Dies Irae was a Polish death metal band founded in 1992. Their early recordings were heavily inspired and influenced by Vader and Morbid Angel.

Since 2005 the band is on indefinite hiatus.

Biography 

Dies Irae was formed in 1992 as very young death metal band featuring China (guitar), Mauser (guitar and vocals), Czarny (bass) and Gilan (drums). 1994 marked the recording of their debut demo titled "Fear of God" which was released by Serenades Records two years later. The demo was composed of typical death metal tracks and guitar variations as introductions. In 1997 Mauser joined the band Vader and Dies Irae split up. Four years later Mauser signed a contract with Massive Management, whose artist roster consists of such bands as Vader, Sceptic, Decapitated and many others, and started looking for new members to his band. With help of Doc (Vader), Novy (Devilyn) and Hiro (Sceptic) the band prepared material for a full debut album.

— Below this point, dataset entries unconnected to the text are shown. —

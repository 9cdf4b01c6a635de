//! Polyglot CLI - host polyglot notebook kernels
//!
//! # Quick Start
//!
//! ```bash
//! # Serve the kernels over stdin/stdout (one JSON envelope per line)
//! polyglot stdio
//!
//! # Run one submission and print its output
//! polyglot submit 'echo hello'
//! polyglot submit $'#!value --name greeting\nhello'
//!
//! # List the configured kernels
//! polyglot kernels
//! ```

use clap::{Parser, Subcommand};
use polyglot_kernel::{CompositeKernel, KernelHost};
use polyglot_types::commands::SubmitCode;
use polyglot_types::events::{
    DiagnosticsProduced, DisplayedValueProduced, ErrorProduced, ReturnValueProduced,
    StandardErrorValueProduced, StandardOutputValueProduced, ValueProduced,
};
use polyglot_types::{EventEnvelope, EventRef, KernelCommand, KindRegistry};
use std::sync::Arc;

mod config;
mod kernels;
mod logging;
mod shell;
mod stdio;

use crate::config::HostConfig;

/// Polyglot - a notebook kernel host
#[derive(Parser, Debug)]
#[command(name = "polyglot")]
#[command(author, version, about, long_about = None)]
#[command(propagate_version = true)]
struct Cli {
    /// Path to configuration file (TOML, JSON, or YAML)
    #[arg(short, long, global = true, env = "POLYGLOT_CONFIG")]
    config: Option<String>,

    /// Kernel that receives submissions without a kernel selector
    #[arg(long, global = true)]
    default_kernel: Option<String>,

    /// Log level (trace, debug, info, warn, error)
    #[arg(long, global = true, env = "POLYGLOT_LOG_LEVEL")]
    log_level: Option<String>,

    /// Log format (json, pretty)
    #[arg(long, global = true, env = "POLYGLOT_LOG_FORMAT")]
    log_format: Option<String>,

    #[command(subcommand)]
    command: Commands,
}

#[derive(Subcommand, Debug)]
enum Commands {
    /// Serve the kernels over stdin/stdout
    Stdio,

    /// Submit code once and print the resulting events
    Submit {
        /// Code to submit; may start with a kernel selector such as `#!value`
        code: String,

        /// Print event envelopes as JSON lines instead of text
        #[arg(long)]
        json: bool,
    },

    /// List the kernels and what they support
    Kernels,
}

#[tokio::main]
async fn main() -> anyhow::Result<()> {
    let cli = Cli::parse();

    let mut host_config = HostConfig::load(cli.config.as_deref())?;
    if let Some(default_kernel) = cli.default_kernel {
        host_config.host.default_kernel = default_kernel;
    }
    if let Some(level) = cli.log_level {
        host_config.logging.level = level;
    }
    if let Some(format) = cli.log_format {
        host_config.logging.format = format;
    }
    host_config.validate()?;

    logging::init_logging(&host_config.logging)?;
    tracing::debug!(version = env!("CARGO_PKG_VERSION"), command = ?cli.command, "starting polyglot");

    let composite = kernels::build_composite(&host_config)?;
    match cli.command {
        Commands::Stdio => serve_stdio(composite).await,
        Commands::Submit { code, json } => submit(&composite, code, json).await,
        Commands::Kernels => list_kernels(&composite),
    }
}

async fn serve_stdio(composite: CompositeKernel) -> anyhow::Result<()> {
    let registry = Arc::new(KindRegistry::with_defaults());
    let host = KernelHost::connect(composite.into_kernel(), stdio::stdio_connection(), registry).await?;

    tokio::select! {
        _ = host.stopped() => tracing::info!("peer disconnected"),
        _ = tokio::signal::ctrl_c() => tracing::info!("interrupted"),
    }
    host.shutdown().await;
    Ok(())
}

async fn submit(composite: &CompositeKernel, code: String, json: bool) -> anyhow::Result<()> {
    let result = composite.send(KernelCommand::new(SubmitCode::new(code))).await;

    for event in result.events() {
        if json {
            println!("{}", serde_json::to_string(&EventEnvelope::from_event(event)?)?);
        } else {
            print_event(event);
        }
    }

    match result.failure() {
        Some(failure) => anyhow::bail!("{} ({})", failure.message, failure.kind),
        None => Ok(()),
    }
}

fn print_event(event: &EventRef) {
    if let Some(out) = event.downcast::<StandardOutputValueProduced>() {
        out.formatted_values.iter().for_each(|v| print!("{}", v.value));
    } else if let Some(err) = event.downcast::<StandardErrorValueProduced>() {
        err.formatted_values.iter().for_each(|v| eprint!("{}", v.value));
    } else if let Some(ret) = event.downcast::<ReturnValueProduced>() {
        ret.formatted_values.iter().for_each(|v| println!("{}", v.value));
    } else if let Some(display) = event.downcast::<DisplayedValueProduced>() {
        display.formatted_values.iter().for_each(|v| println!("{}", v.value));
    } else if let Some(value) = event.downcast::<ValueProduced>() {
        println!("{} = {}", value.name, value.formatted_value.value);
    } else if let Some(error) = event.downcast::<ErrorProduced>() {
        eprintln!("error: {}", error.message);
    } else if let Some(diagnostics) = event.downcast::<DiagnosticsProduced>() {
        for d in &diagnostics.diagnostics {
            eprintln!("{:?} {}: {}", d.severity, d.code, d.message);
        }
    }
}

fn list_kernels(composite: &CompositeKernel) -> anyhow::Result<()> {
    for info in composite.kernel_infos() {
        let language = match (&info.language_name, &info.language_version) {
            (Some(name), Some(version)) => format!("{name} {version}"),
            (Some(name), None) => name.clone(),
            _ => "-".to_string(),
        };
        println!("{:<12} {:<10} {}", info.local_name, language, info.uri);
        if !info.aliases.is_empty() {
            println!("{:<12} aliases: {}", "", info.aliases.join(", "));
        }
        let commands: Vec<_> = info.supported_commands.iter().map(|c| c.name.as_str()).collect();
        println!("{:<12} commands: {}", "", commands.join(", "));
    }
    Ok(())
}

On 5 June 2000 Dies Irae entered the Selani Studio to record their debut album. Titled Immolated, it was produced by Szymon Czech, and graphically designed by Jacek Wisniewski, who had been previously responsible for several Vader's cover artworks ("Kingdom", "Black to the Blind", " Live In Japan"). Immolated was mastered at Studio 333 by Bartłomiej Kuźniak who is responsible for Vader's masters. All lyrics were written by Łukasz Szurmiński.

Following the promotional mailing of Immolated the band received a number of contract offers from labels from Europe and the United States. Finally, Dies Irae signed a four-album contract with Metal Blade Records, which represents the band around the world except Poland and Japan. In Poland they are under Metal Mind, in Japan they are represented by Avalon/Marquee Inc. Both labels also manage Vader. The debut album was released in November 2000 and its promo campaign was backed up with a video-clip for the track "Lion of Knowledge". The album itself comprises 9 cuts, including two cyber-industrial intros performed by Doc. Dies Irae are also prepared for their first European tour with Nile in January 2001.

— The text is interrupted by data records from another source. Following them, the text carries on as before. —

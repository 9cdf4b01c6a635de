//! Directive catalogs
//!
//! A catalog is the authoritative set of directives for a parse. Entries are
//! either global (owned by the kernel that parses, such as kernel selectors
//! on a composite) or owned by one named kernel, in which case they are only
//! visible while code is being routed to that kernel.
//!
//! When a catalog is *exhaustive* for a kernel, an unrecognized `#!` line is
//! an error. Otherwise it is treated as language code, since `#!` means
//! something of its own in several languages.

use crate::directive::KernelDirective;
use crate::error::{DirectiveError, Result};
use std::collections::HashSet;
use std::sync::Arc;

#[derive(Debug, Clone)]
pub struct CatalogEntry {
    pub directive: Arc<KernelDirective>,
    /// Kernel the directive belongs to; `None` for global entries
    pub owner: Option<String>,
}

#[derive(Debug, Clone, Default)]
pub struct DirectiveCatalog {
    entries: Vec<CatalogEntry>,
    exhaustive: bool,
    exhaustive_kernels: HashSet<String>,
}

impl DirectiveCatalog {
    pub fn new() -> Self {
        Self::default()
    }

    /// Register a global directive
    pub fn add(&mut self, directive: KernelDirective) -> Result<()> {
        self.insert(Arc::new(directive), None)
    }

    /// Register a directive visible only while routing to `kernel`
    pub fn add_for_kernel(&mut self, kernel: &str, directive: KernelDirective) -> Result<()> {
        self.insert(Arc::new(directive), Some(kernel.to_string()))
    }

    /// Import every global entry of `other` as owned by `kernel`
    pub fn merge_from_kernel(&mut self, kernel: &str, other: &DirectiveCatalog) -> Result<()> {
        for entry in &other.entries {
            let owner = entry.owner.clone().or_else(|| Some(kernel.to_string()));
            self.insert(entry.directive.clone(), owner)?;
        }
        if other.exhaustive {
            self.exhaustive_kernels.insert(kernel.to_string());
        }
        self.exhaustive_kernels
            .extend(other.exhaustive_kernels.iter().cloned());
        Ok(())
    }

    fn insert(&mut self, directive: Arc<KernelDirective>, owner: Option<String>) -> Result<()> {
        directive.validate()?;
        for name in directive.name_and_aliases() {
            let clash = self
                .entries
                .iter()
                .filter(|e| e.owner == owner)
                .any(|e| e.directive.name_and_aliases().any(|n| n == name));
            if clash {
                return Err(DirectiveError::DuplicateDirective {
                    name: name.to_string(),
                });
            }
        }
        self.entries.push(CatalogEntry { directive, owner });
        Ok(())
    }

    /// Remove every entry owned by `kernel`
    pub fn remove_kernel(&mut self, kernel: &str) {
        self.entries.retain(|e| e.owner.as_deref() != Some(kernel));
        self.exhaustive_kernels.remove(kernel);
    }

    /// Resolve `name` while routing to `kernel`. Entries owned by that
    /// kernel shadow global ones.
    pub fn find(&self, name: &str, kernel: Option<&str>) -> Option<&CatalogEntry> {
        let answers = |e: &&CatalogEntry| e.directive.name_and_aliases().any(|n| n == name);
        kernel
            .and_then(|k| {
                self.entries
                    .iter()
                    .filter(|e| e.owner.as_deref() == Some(k))
                    .find(answers)
            })
            .or_else(|| self.entries.iter().filter(|e| e.owner.is_none()).find(answers))
    }

    /// Entries visible while routing to `kernel`
    pub fn visible_to<'a>(&'a self, kernel: Option<&'a str>) -> impl Iterator<Item = &'a CatalogEntry> {
        self.entries
            .iter()
            .filter(move |e| e.owner.is_none() || e.owner.as_deref() == kernel)
    }

    pub fn iter(&self) -> impl Iterator<Item = &CatalogEntry> {
        self.entries.iter()
    }

    pub fn len(&self) -> usize {
        self.entries.len()
    }

    pub fn is_empty(&self) -> bool {
        self.entries.is_empty()
    }

    /// Make unknown `#!` lines an error for every kernel
    pub fn set_exhaustive(&mut self, exhaustive: bool) {
        self.exhaustive = exhaustive;
    }

    /// Make unknown `#!` lines an error while routing to `kernel`
    pub fn set_exhaustive_for(&mut self, kernel: &str) {
        self.exhaustive_kernels.insert(kernel.to_string());
    }

    pub fn is_exhaustive_for(&self, kernel: Option<&str>) -> bool {
        self.exhaustive || kernel.map(|k| self.exhaustive_kernels.contains(k)).unwrap_or(false)
    }
}

#[cfg(test)]
mod tests {
    use super::*;

    #[test]
    fn test_kernel_entries_shadow_global_entries() {
        let mut catalog = DirectiveCatalog::new();
        catalog
            .add(KernelDirective::kernel_selector("#!csharp", "csharp").with_alias("#!c#"))
            .unwrap();
        catalog
            .add_for_kernel("pwsh", KernelDirective::kernel_selector("#!csharp", "elsewhere"))
            .unwrap();

        assert!(catalog.find("#!c#", None).is_some());
        let from_pwsh = catalog.find("#!csharp", Some("pwsh")).unwrap();
        assert_eq!(from_pwsh.owner.as_deref(), Some("pwsh"));
        let from_csharp = catalog.find("#!csharp", Some("csharp")).unwrap();
        assert!(from_csharp.owner.is_none());
    }

    #[test]
    fn test_duplicate_alias_in_same_scope_fails() {
        let mut catalog = DirectiveCatalog::new();
        catalog
            .add(KernelDirective::kernel_selector("#!fsharp", "fsharp").with_alias("#!f#"))
            .unwrap();
        let err = catalog
            .add(KernelDirective::kernel_selector("#!f#", "other"))
            .unwrap_err();
        assert!(matches!(err, DirectiveError::DuplicateDirective { name } if name == "#!f#"));
    }

    #[test]
    fn test_exhaustive_per_kernel() {
        let mut child = DirectiveCatalog::new();
        child.set_exhaustive(true);
        let mut catalog = DirectiveCatalog::new();
        catalog.merge_from_kernel("value", &child).unwrap();

        assert!(catalog.is_exhaustive_for(Some("value")));
        assert!(!catalog.is_exhaustive_for(Some("csharp")));
        assert!(!catalog.is_exhaustive_for(None));
    }
}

On April/May 2002 the band entered Hertz Studio to record their second full-length album The Sin War. The date of release got rescheduled to September, because of technical problems with the CD-Masters. The album contains more complex and diverse songs, with all band members contributing to the final result. The band was forced to postpone the autumn tour due to Vader's obligations.

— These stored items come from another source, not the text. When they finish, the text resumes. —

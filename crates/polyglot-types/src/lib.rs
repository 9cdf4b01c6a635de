//! Polyglot Types - the command/event model of the polyglot kernel host
//!
//! This crate has zero dependencies on other polyglot crates. It defines:
//!
//! - Identity types (CommandId, CommandToken, KernelUri)
//! - The open command and event hierarchies and their kind registry
//! - Routing slips and scheduling scopes
//! - Kernel descriptions
//! - Wire envelopes used by transports
//!
//! # Command flow
//!
//! ```text
//! front end -> CommandEnvelope -> KernelCommand -> kernel -> KernelEvent* -> EventEnvelope
//! ```
//!
//! Every command yields exactly one terminal event (`CommandSucceeded` or
//! `CommandFailed`), and it is the last event correlated to that command.

pub mod command;
pub mod commands;
pub mod envelope;
pub mod error;
pub mod event;
pub mod events;
pub mod identity;
pub mod kernel_info;
pub mod registry;
pub mod routing;
pub mod values;

pub use command::*;
pub use envelope::*;
pub use error::*;
pub use event::*;
pub use identity::*;
pub use kernel_info::*;
pub use registry::*;
pub use routing::*;
pub use values::*;

/// Version of the wire schema
pub const PROTOCOL_VERSION: &str = "1.0";
//! Routing slips and scheduling scopes
//!
//! A [`RoutingSlip`] records every endpoint a command or event passed
//! through. Entries are unique: stamping a visited endpoint again is a
//! routing loop and fails.
//!
//! A [`SchedulingScope`] is the serialization domain of a command. Scopes
//! are hierarchical (`root/csharp/session`), and a scope *contains* another
//! when the other is one of its prefixes.

use crate::error::{ModelError, Result};
use crate::identity::KernelUri;
use serde::{Deserialize, Serialize};
use std::fmt;

/// Append-only ordered set of visited endpoints
#[derive(Debug, Clone, Default, PartialEq, Eq, Serialize, Deserialize)]
#[serde(try_from = "Vec<KernelUri>", into = "Vec<KernelUri>")]
pub struct RoutingSlip {
    entries: Vec<KernelUri>,
}

impl RoutingSlip {
    pub fn new() -> Self {
        Self::default()
    }

    /// Append `uri`, failing with [`ModelError::RoutingLoopDetected`] if it
    /// is already present.
    pub fn stamp(&mut self, uri: &KernelUri) -> Result<()> {
        if self.contains(uri) {
            return Err(ModelError::RoutingLoopDetected {
                uri: uri.normalized().to_string(),
                slip: self.entries.iter().map(|e| e.to_string()).collect(),
            });
        }
        self.entries.push(uri.clone());
        Ok(())
    }

    /// Whether `uri` was already visited, ignoring query strings
    pub fn contains(&self, uri: &KernelUri) -> bool {
        self.entries.iter().any(|e| e.same_endpoint(uri))
    }

    /// Snapshot of the entries in stamp order
    pub fn to_array(&self) -> Vec<KernelUri> {
        self.entries.clone()
    }

    pub fn iter(&self) -> impl Iterator<Item = &KernelUri> {
        self.entries.iter()
    }

    pub fn len(&self) -> usize {
        self.entries.len()
    }

    pub fn is_empty(&self) -> bool {
        self.entries.is_empty()
    }

    /// Whether `other` is a prefix of this slip
    pub fn starts_with(&self, other: &RoutingSlip) -> bool {
        other.len() <= self.len()
            && self
                .entries
                .iter()
                .zip(other.entries.iter())
                .all(|(a, b)| a.same_endpoint(b))
    }

    /// Extend this slip with the hops of `other` that follow the shared
    /// prefix. Used when a remote peer hands back a slip that started as
    /// a copy of this one.
    pub fn continue_with(&mut self, other: &RoutingSlip) -> Result<()> {
        let skip = if other.starts_with(self) { self.len() } else { 0 };
        for uri in other.entries.iter().skip(skip) {
            self.stamp(uri)?;
        }
        Ok(())
    }
}

impl TryFrom<Vec<KernelUri>> for RoutingSlip {
    type Error = ModelError;

    fn try_from(entries: Vec<KernelUri>) -> Result<Self> {
        let mut slip = RoutingSlip::new();
        for uri in &entries {
            slip.stamp(uri)?;
        }
        Ok(slip)
    }
}

impl From<RoutingSlip> for Vec<KernelUri> {
    fn from(slip: RoutingSlip) -> Self {
        slip.entries
    }
}

impl fmt::Display for RoutingSlip {
    fn fmt(&self, f: &mut fmt::Formatter<'_>) -> fmt::Result {
        let parts: Vec<&str> = self.entries.iter().map(|e| e.as_str()).collect();
        write!(f, "[{}]", parts.join(" -> "))
    }
}

/// Hierarchical key identifying a serialization domain
#[derive(Debug, Clone, PartialEq, Eq, Hash, Serialize, Deserialize)]
#[serde(try_from = "String", into = "String")]
pub struct SchedulingScope {
    parts: Vec<String>,
}

impl SchedulingScope {
    const SEPARATOR: char = '/';

    /// Parse a `/` or `.` separated scope string
    pub fn parse(s: &str) -> Result<Self> {
        let parts: Vec<String> = s
            .split(|c| c == Self::SEPARATOR || c == '.')
            .map(str::trim)
            .map(str::to_string)
            .collect();
        if parts.iter().any(String::is_empty) {
            return Err(ModelError::InvalidScope(s.to_string()));
        }
        Ok(Self { parts })
    }

    /// A single-segment scope
    pub fn root(name: &str) -> Self {
        Self {
            parts: vec![name.to_string()],
        }
    }

    /// A child scope one level below this one
    pub fn append(&self, part: &str) -> Self {
        let mut parts = self.parts.clone();
        parts.push(part.to_string());
        Self { parts }
    }

    /// True if `other` is this scope or one of its ancestors
    pub fn contains(&self, other: &SchedulingScope) -> bool {
        other.parts.len() <= self.parts.len()
            && self.parts.iter().zip(other.parts.iter()).all(|(a, b)| a == b)
    }

    pub fn parts(&self) -> &[String] {
        &self.parts
    }

    pub fn depth(&self) -> usize {
        self.parts.len()
    }
}

impl fmt::Display for SchedulingScope {
    fn fmt(&self, f: &mut fmt::Formatter<'_>) -> fmt::Result {
        f.write_str(&self.parts.join("/"))
    }
}

impl TryFrom<String> for SchedulingScope {
    type Error = ModelError;

    fn try_from(s: String) -> Result<Self> {
        Self::parse(&s)
    }
}

impl From<SchedulingScope> for String {
    fn from(scope: SchedulingScope) -> Self {
        scope.to_string()
    }
}
//! Kernel descriptions exchanged with front ends and remote hosts

use crate::identity::KernelUri;
use serde::{Deserialize, Serialize};

#[derive(Debug, Clone, PartialEq, Eq, Serialize, Deserialize)]
pub struct KernelCommandInfo {
    pub name: String,
}

#[derive(Debug, Clone, PartialEq, Eq, Serialize, Deserialize)]
pub struct KernelDirectiveInfo {
    pub name: String,
}

/// Description of a kernel: names, language, endpoint and capabilities
#[derive(Debug, Clone, PartialEq, Eq, Serialize, Deserialize)]
#[serde(rename_all = "camelCase")]
pub struct KernelInfo {
    pub local_name: String,
    #[serde(default)]
    pub aliases: Vec<String>,
    #[serde(default, skip_serializing_if = "Option::is_none")]
    pub language_name: Option<String>,
    #[serde(default, skip_serializing_if = "Option::is_none")]
    pub language_version: Option<String>,
    pub uri: KernelUri,
    #[serde(default, skip_serializing_if = "Option::is_none")]
    pub remote_uri: Option<KernelUri>,
    #[serde(default)]
    pub supported_commands: Vec<KernelCommandInfo>,
    #[serde(default)]
    pub supported_directives: Vec<KernelDirectiveInfo>,
}

impl KernelInfo {
    pub fn new(local_name: impl Into<String>, uri: KernelUri) -> Self {
        Self {
            local_name: local_name.into(),
            aliases: Vec::new(),
            language_name: None,
            language_version: None,
            uri,
            remote_uri: None,
            supported_commands: Vec::new(),
            supported_directives: Vec::new(),
        }
    }

    pub fn with_aliases<I, S>(mut self, aliases: I) -> Self
    where
        I: IntoIterator<Item = S>,
        S: Into<String>,
    {
        self.aliases = aliases.into_iter().map(Into::into).collect();
        self
    }

    pub fn with_language(mut self, name: impl Into<String>, version: Option<String>) -> Self {
        self.language_name = Some(name.into());
        self.language_version = version;
        self
    }

    /// The local name followed by every alias
    pub fn name_and_aliases(&self) -> impl Iterator<Item = &str> {
        std::iter::once(self.local_name.as_str()).chain(self.aliases.iter().map(String::as_str))
    }

    /// Whether `name` is the local name or one of the aliases
    pub fn answers_to(&self, name: &str) -> bool {
        self.name_and_aliases().any(|n| n == name)
    }

    pub fn supports_command(&self, name: &str) -> bool {
        self.supported_commands.iter().any(|c| c.name == name)
    }

    pub fn is_proxy(&self) -> bool {
        self.remote_uri.is_some()
    }
}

In July 2003 Dies Irae for the first time appeared on the stage. During the "Empire Invasion Tour 2004" they played alongside bands like Hate, Lost Soul and Esqarial. The deal with Metal Blade was terminated and shortly after the band signed a new deal with MMP, including new album and DVD releases. The third and latest effort Sculpture of Stone was recorded at Hertz Studio and includes 9 songs. The album was released in Poland on 19 May 2004 and the band hit the road again, playing 9 gigs along with bands like Trauma, Sceptic, Shadows Land. Vitek from Decapitated replaced Doc, due to his hand injury. Japanese, European and US releases of Sculpture of Stone were fixed in autumn 2004. At the beginning of 2005 at TV Studio Dies Irae shot a gig for the forthcoming DVD release and in February they hit the road along with bands like Decapitated, Hate and Crionics in "The Ultimate Domination Tour 2005".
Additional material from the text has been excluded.